NFU Cymru president John Davies: “It is extremely concerning to hear the Farming Minister’s reluctance to rule out a ban on low standard imports.
“In our view, this news is a kick in the teeth to the professionalism, dedication and investment of Wales’ farmers in producing food to the highest animal welfare and environmental standards.
“NFU Cymru has been steadfast in its calls that future trade deals must not compromise high-quality domestic food production, but in one sweeping statement it would appear the Minister has not heeded these concerns and is instead advocating a course of action that would be extremely damaging to our sector.

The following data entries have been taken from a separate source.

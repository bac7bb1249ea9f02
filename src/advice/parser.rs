//! Assessment reply parsing
//!
//! Replies are tried against an ordered list of strategies; the first one that
//! yields a JSON object wins, and the fallback record is used when none do.

use std::sync::OnceLock;

use regex::Regex;
use serde_json::{Map, Value};

use super::types::AdviceResult;

/// Which step of the chain produced the result
#[derive(Debug, Clone, Copy, PartialEq, Eq)]
pub enum ParseOutcome {
    /// The whole cleaned reply was a JSON object
    Direct,
    /// A `{...}` span inside the reply was a JSON object
    Embedded,
    /// Nothing parsed; placeholder advice was substituted
    Fallback,
}

impl ParseOutcome {
    pub fn as_str(&self) -> &'static str {
        match self {
            ParseOutcome::Direct => "direct",
            ParseOutcome::Embedded => "embedded",
            ParseOutcome::Fallback => "fallback",
        }
    }
}

type Strategy = fn(&str) -> Option<AdviceResult>;

const STRATEGIES: &[(ParseOutcome, Strategy)] = &[
    (ParseOutcome::Direct, parse_direct),
    (ParseOutcome::Embedded, parse_embedded_span),
];

/// Remove Markdown code fences and surrounding whitespace
pub fn clean_reply(raw: &str) -> String {
    raw.replace("```json", "").replace("```", "").trim().to_string()
}

/// Run the strategy chain over a raw model reply
pub fn parse_assessment(raw: &str) -> (AdviceResult, ParseOutcome) {
    let cleaned = clean_reply(raw);

    for (outcome, strategy) in STRATEGIES {
        if let Some(result) = strategy(&cleaned) {
            return (result, *outcome);
        }
    }

    (AdviceResult::fallback(&cleaned), ParseOutcome::Fallback)
}

fn parse_direct(cleaned: &str) -> Option<AdviceResult> {
    parse_object(cleaned)
}

/// Greedy: spans from the first `{` to the last `}` in the reply.
fn parse_embedded_span(cleaned: &str) -> Option<AdviceResult> {
    let span = json_span()?.find(cleaned)?;
    parse_object(span.as_str())
}

fn json_span() -> Option<&'static Regex> {
    static SPAN: OnceLock<Option<Regex>> = OnceLock::new();
    SPAN.get_or_init(|| Regex::new(r"(?s)\{.*\}").ok()).as_ref()
}

fn parse_object(text: &str) -> Option<AdviceResult> {
    match serde_json::from_str::<Value>(text).ok()? {
        Value::Object(obj) => Some(result_from_object(&obj)),
        _ => None,
    }
}

fn result_from_object(obj: &Map<String, Value>) -> AdviceResult {
    let risk_level = match obj.get("risk_level") {
        Some(v) => text_of(v),
        None => obj.get("riskLevel").map(text_of).unwrap_or_default(),
    };

    AdviceResult {
        summary: field(obj, "summary"),
        risk_level,
        diet: field(obj, "diet"),
        fitness: field(obj, "fitness"),
        goals: field(obj, "goals"),
    }
}

fn field(obj: &Map<String, Value>, key: &str) -> String {
    obj.get(key).map(text_of).unwrap_or_default()
}

/// Coerce any JSON value into the plain-text field convention.
/// Arrays become one `- item` line per element.
fn text_of(value: &Value) -> String {
    match value {
        Value::Null => String::new(),
        Value::String(s) => s.clone(),
        Value::Array(items) => items
            .iter()
            .map(|item| {
                let line = text_of(item);
                if line.starts_with('-') {
                    line
                } else {
                    format!("- {}", line)
                }
            })
            .collect::<Vec<_>>()
            .join("\n"),
        other => other.to_string(),
    }
}
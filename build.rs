//! Build script for PHS
//!
//! Bumps the local build counter and embeds build metadata.

use std::fs;
use std::path::Path;

fn main() {
    println!("cargo:rerun-if-changed=src");

    let counter_path = Path::new("build_number.txt");

    let previous: u64 = fs::read_to_string(counter_path)
        .ok()
        .and_then(|s| s.trim().parse().ok())
        .unwrap_or(0);
    let build_number = previous + 1;

    fs::write(counter_path, build_number.to_string())
        .expect("Failed to write build number file");

    let timestamp = chrono::Utc::now().format("%Y-%m-%dT%H:%M:%SZ").to_string();

    println!("cargo:rustc-env=PHS_BUILD_NUMBER={}", build_number);
    println!("cargo:rustc-env=PHS_BUILD_TIMESTAMP={}", timestamp);
}
//! Outbound model client
//!
//! The normalizer only needs text in, text out, so the model sits behind the
//! [`CompletionModel`] trait. [`GeminiClient`] is the production implementation.

use serde::Deserialize;
use thiserror::Error;

use crate::config::AdvisorConfig;

#[derive(Debug, Error)]
pub enum ModelError {
    #[error("GEMINI_API_KEY is not configured")]
    MissingApiKey,

    #[error("HTTP request failed: {0}")]
    Http(#[from] reqwest::Error),

    #[error("Gemini API error {status}: {body}")]
    Status { status: u16, body: String },

    #[error("Gemini response contained no candidates")]
    NoCandidates,
}

/// A blocking text-in, text-out language model
pub trait CompletionModel: Send + Sync {
    fn complete(&self, prompt: &str) -> Result<String, ModelError>;
}

// ============================================================================
// Gemini REST API
// ============================================================================

#[derive(Debug, Deserialize)]
struct GenerateContentResponse {
    #[serde(default)]
    candidates: Vec<Candidate>,
}

#[derive(Debug, Deserialize)]
struct Candidate {
    content: Option<CandidateContent>,
}

#[derive(Debug, Deserialize)]
struct CandidateContent {
    #[serde(default)]
    parts: Vec<Part>,
}

#[derive(Debug, Deserialize)]
struct Part {
    text: Option<String>,
}

impl GenerateContentResponse {
    /// Concatenated text of the first candidate
    fn into_text(self) -> Result<String, ModelError> {
        let candidate = self.candidates.into_iter().next().ok_or(ModelError::NoCandidates)?;

        Ok(candidate
            .content
            .map(|c| c.parts.into_iter().filter_map(|p| p.text).collect::<String>())
            .unwrap_or_default())
    }
}

/// Client for the Gemini `generateContent` endpoint
#[derive(Debug, Clone)]
pub struct GeminiClient {
    config: AdvisorConfig,
}

impl GeminiClient {
    pub fn new(config: AdvisorConfig) -> Self {
        Self { config }
    }

    pub fn model(&self) -> &str {
        &self.config.model
    }

    fn url(&self) -> String {
        format!(
            "{}/models/{}:generateContent",
            self.config.endpoint.trim_end_matches('/'),
            self.config.model
        )
    }
}

impl CompletionModel for GeminiClient {
    fn complete(&self, prompt: &str) -> Result<String, ModelError> {
        let api_key = self.config.api_key.as_deref().ok_or(ModelError::MissingApiKey)?;

        // Built per call: a blocking client must be created and dropped off the async runtime.
        let http = reqwest::blocking::Client::builder()
            .timeout(self.config.timeout)
            .build()?;

        let body = serde_json::json!({
            "contents": [{
                "parts": [{ "text": prompt }]
            }]
        });

        tracing::debug!(model = %self.config.model, prompt_chars = prompt.len(), "calling Gemini");

        let response = http
            .post(self.url())
            .header("x-goog-api-key", api_key)
            .json(&body)
            .send()?;

        if !response.status().is_success() {
            let status = response.status().as_u16();
            let body = response.text().unwrap_or_default();
            return Err(ModelError::Status { status, body });
        }

        let parsed: GenerateContentResponse = response.json()?;
        parsed.into_text()
    }
}

#[cfg(test)]
mod tests {
    use super::*;

    #[test]
    fn test_url_joins_endpoint_and_model() {
        let client = GeminiClient::new(AdvisorConfig {
            endpoint: "https://example.test/v1beta/".to_string(),
            model: "gemini-2.5-flash".to_string(),
            ..Default::default()
        });
        assert_eq!(
            client.url(),
            "https://example.test/v1beta/models/gemini-2.5-flash:generateContent"
        );
    }

    #[test]
    fn test_missing_api_key_fails_before_any_request() {
        let client = GeminiClient::new(AdvisorConfig::default());
        let err = client.complete("hello").unwrap_err();
        assert!(matches!(err, ModelError::MissingApiKey));
    }

    #[test]
    fn test_response_text_concatenates_parts() {
        let json = r#"{"candidates":[{"content":{"parts":[{"text":"Hello, "},{"text":"world"}]}}]}"#;
        let parsed: GenerateContentResponse = serde_json::from_str(json).unwrap();
        assert_eq!(parsed.into_text().unwrap(), "Hello, world");
    }

    #[test]
    fn test_response_without_candidates_is_an_error() {
        let parsed: GenerateContentResponse =
            serde_json::from_str(r#"{"promptFeedback":{"blockReason":"SAFETY"}}"#).unwrap();
        assert!(matches!(parsed.into_text(), Err(ModelError::NoCandidates)));
    }

    #[test]
    fn test_candidate_without_content_is_empty_text() {
        let parsed: GenerateContentResponse =
            serde_json::from_str(r#"{"candidates":[{"finishReason":"MAX_TOKENS"}]}"#).unwrap();
        assert_eq!(parsed.into_text().unwrap(), "");
    }
}
//! PHS Status Tool
//!
//! Provides runtime status information about the PHS service.

use serde::Serialize;
use std::path::PathBuf;
use std::time::Instant;
use sysinfo::{Pid, ProcessesToUpdate, System};

use crate::build_info::BuildInfo;
use crate::db::Database;
use crate::models::{HealthInsight, HealthRecord, User};

/// Usage guide for AI assistants
pub const HEALTH_INSTRUCTIONS: &str = r#"
# PHS Usage Instructions

This guide explains how to use the Personalized Health System (PHS) tools.

## Users

Every user is identified by their `azure_id` (the sign-in subject).

1. Call `check_or_create_user` on first contact. It returns `exists: true` for a
   returning user and registers a new one otherwise (`exists: false`).
2. `get_profile` returns name, email, profile picture and registration date.
3. `delete_account` removes the user with all records and insights. It cannot be undone;
   confirm with the user first.
4. `list_users` lists every registered user as `user_id`, `name` and `created_at` rows,
   with a `total`.

---

## Submitting Health Data

`submit_health_data` takes ten metrics:

| Field | Unit |
|-------|------|
| age | years |
| gender | free text |
| height | inches |
| weight | kg |
| blood_pressure_sys / blood_pressure_dia | mmHg |
| heart_rate | bpm |
| sleep_hours | hours per day |
| water_intake | litres per day |
| workout_minutes | minutes per day |

The record is stored, assessed by the AI model, and the assessment is stored as an insight.
The response contains the assessment with five fields: summary, risk_level, diet, fitness, goals.

If the AI model is unreachable the record is still saved and the insight reads
"AI health analysis unavailable due to server issue." with risk level "Unknown".
Submit again later for a real assessment.

---

## Reading History

- `get_latest_health_record` - most recent submission
- `get_latest_insight` - most recent assessment
- `list_health_records` - all submissions oldest first, with blood pressure, heart rate and sleep

---

## Chat

`chat` answers a free-form health question in plain language. Empty questions are not sent
to the model.

---

## Reports

`generate_health_report` renders a PDF from the profile, latest record and latest insight.
All three must exist; submit health data first. The response gives the file path and the
download name `Medical_Health_Report.pdf`.

---

## Important Notes

- AI advice is informational and not a substitute for professional medical advice
- Dates are stored in UTC as `YYYY-MM-DD HH:MM:SS`
"#;

/// Row counts per table
#[derive(Debug, Clone, Serialize)]
pub struct TableCounts {
    pub users: i64,
    pub health_records: i64,
    pub health_insights: i64,
}

/// Runtime status of the PHS service
#[derive(Debug, Clone, Serialize)]
pub struct PhsStatus {
    /// Build information
    pub build_number: u64,
    pub build_timestamp: &'static str,
    pub version: &'static str,

    /// Database information
    pub database_path: String,
    pub database_size_bytes: Option<u64>,
    pub counts: Option<TableCounts>,

    /// AI model information
    pub ai_model: String,
    pub ai_configured: bool,

    /// Process information
    pub uptime_seconds: u64,
    pub process_id: u32,
    pub memory_usage_bytes: u64,
}

/// Status tracker for collecting runtime information
pub struct StatusTracker {
    start_time: Instant,
    database_path: PathBuf,
    ai_model: String,
    ai_configured: bool,
}

impl StatusTracker {
    pub fn new(database_path: PathBuf, ai_model: String, ai_configured: bool) -> Self {
        Self {
            start_time: Instant::now(),
            database_path,
            ai_model,
            ai_configured,
        }
    }

    /// Get the current status
    pub fn get_status(&self, db: &Database) -> PhsStatus {
        let build_info = BuildInfo::current();

        let database_size_bytes = std::fs::metadata(&self.database_path)
            .ok()
            .map(|m| m.len());

        let counts = db
            .with_conn(|conn| {
                Ok(TableCounts {
                    users: User::count(conn)?,
                    health_records: HealthRecord::count(conn)?,
                    health_insights: HealthInsight::count(conn)?,
                })
            })
            .map_err(|e| tracing::warn!(error = %e, "could not count rows"))
            .ok();

        let pid = std::process::id();
        let mut sys = System::new();
        sys.refresh_processes(ProcessesToUpdate::Some(&[Pid::from_u32(pid)]));

        let memory_usage_bytes = sys
            .process(Pid::from_u32(pid))
            .map(|p| p.memory())
            .unwrap_or(0);

        PhsStatus {
            build_number: build_info.build_number,
            build_timestamp: build_info.build_timestamp,
            version: build_info.version,
            database_path: self.database_path.display().to_string(),
            database_size_bytes,
            counts,
            ai_model: self.ai_model.clone(),
            ai_configured: self.ai_configured,
            uptime_seconds: self.start_time.elapsed().as_secs(),
            process_id: pid,
            memory_usage_bytes,
        }
    }
}

#[cfg(test)]
mod tests {
    use super::*;
    use crate::db::migrations::run_migrations;
    use crate::tools::users::check_or_create_user;
    use tempfile::TempDir;

    #[test]
    fn test_status_reports_counts_and_size() {
        let dir = TempDir::new().unwrap();
        let path = dir.path().join("phs.db");
        let db = Database::new(&path).unwrap();
        db.with_conn(|conn| run_migrations(conn)).unwrap();
        check_or_create_user(&db, Some("az-s"), None, None, None).unwrap();

        let tracker = StatusTracker::new(path, "gemini-2.5-flash".to_string(), false);
        let status = tracker.get_status(&db);

        let counts = status.counts.unwrap();
        assert_eq!(counts.users, 1);
        assert_eq!(counts.health_records, 0);
        assert!(status.database_size_bytes.is_some());
        assert_eq!(status.ai_model, "gemini-2.5-flash");
        assert!(!status.ai_configured);
        assert_eq!(status.process_id, std::process::id());
    }

    #[test]
    fn test_status_without_schema_has_no_counts() {
        let dir = TempDir::new().unwrap();
        let path = dir.path().join("empty.db");
        let db = Database::new(&path).unwrap();

        let tracker = StatusTracker::new(path, "m".to_string(), true);
        assert!(tracker.get_status(&db).counts.is_none());
    }

    #[test]
    fn test_instructions_quote_the_unavailable_record() {
        use crate::advice::AdviceResult;

        let unavailable = AdviceResult::unavailable();
        assert!(HEALTH_INSTRUCTIONS.contains(&format!("\"{}\"", unavailable.summary)));
        assert!(HEALTH_INSTRUCTIONS.contains(&format!("risk level \"{}\"", unavailable.risk_level)));
    }

    #[test]
    fn test_instructions_name_every_tool() {
        for tool in [
            "check_or_create_user",
            "get_profile",
            "delete_account",
            "list_users",
            "submit_health_data",
            "get_latest_health_record",
            "get_latest_insight",
            "list_health_records",
            "chat",
            "generate_health_report",
        ] {
            assert!(HEALTH_INSTRUCTIONS.contains(tool), "missing {}", tool);
        }
    }
}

“Previous promises of a bright new future for the industry outside the European Union already seem to have been forgotten. It is very difficult to imagine a scenario where the UK farming industry can benefit from having its high animal welfare and environmental standards - standards farmers are proud to produce to and are recognised by UK consumers - undermined in this manner.”
FUW president Glyn Roberts: “The Minister refers to the risk of ’creating considerable uncertainty’, but in reality it is the UK Government which would be proactively creating such uncertainty by taking a position on trade which deliberately severs the established supply chains which extend across Europe. In other words, far from being inevitable, it is within their gift to avoid such uncertainty.
“In terms of the UK not having means by which to check welfare conditions on farms elsewhere in the world, we must note animal health and animal welfare are inextricably linked. The EU’s Food and Veterinary Office (FVO) checks farms and supply chains in other countries to ensure they meet EU animal health standards, and the Government should not be willing to throw caution to the wind when it comes to risks such as importing FMD from regions where the disease is prevalent.”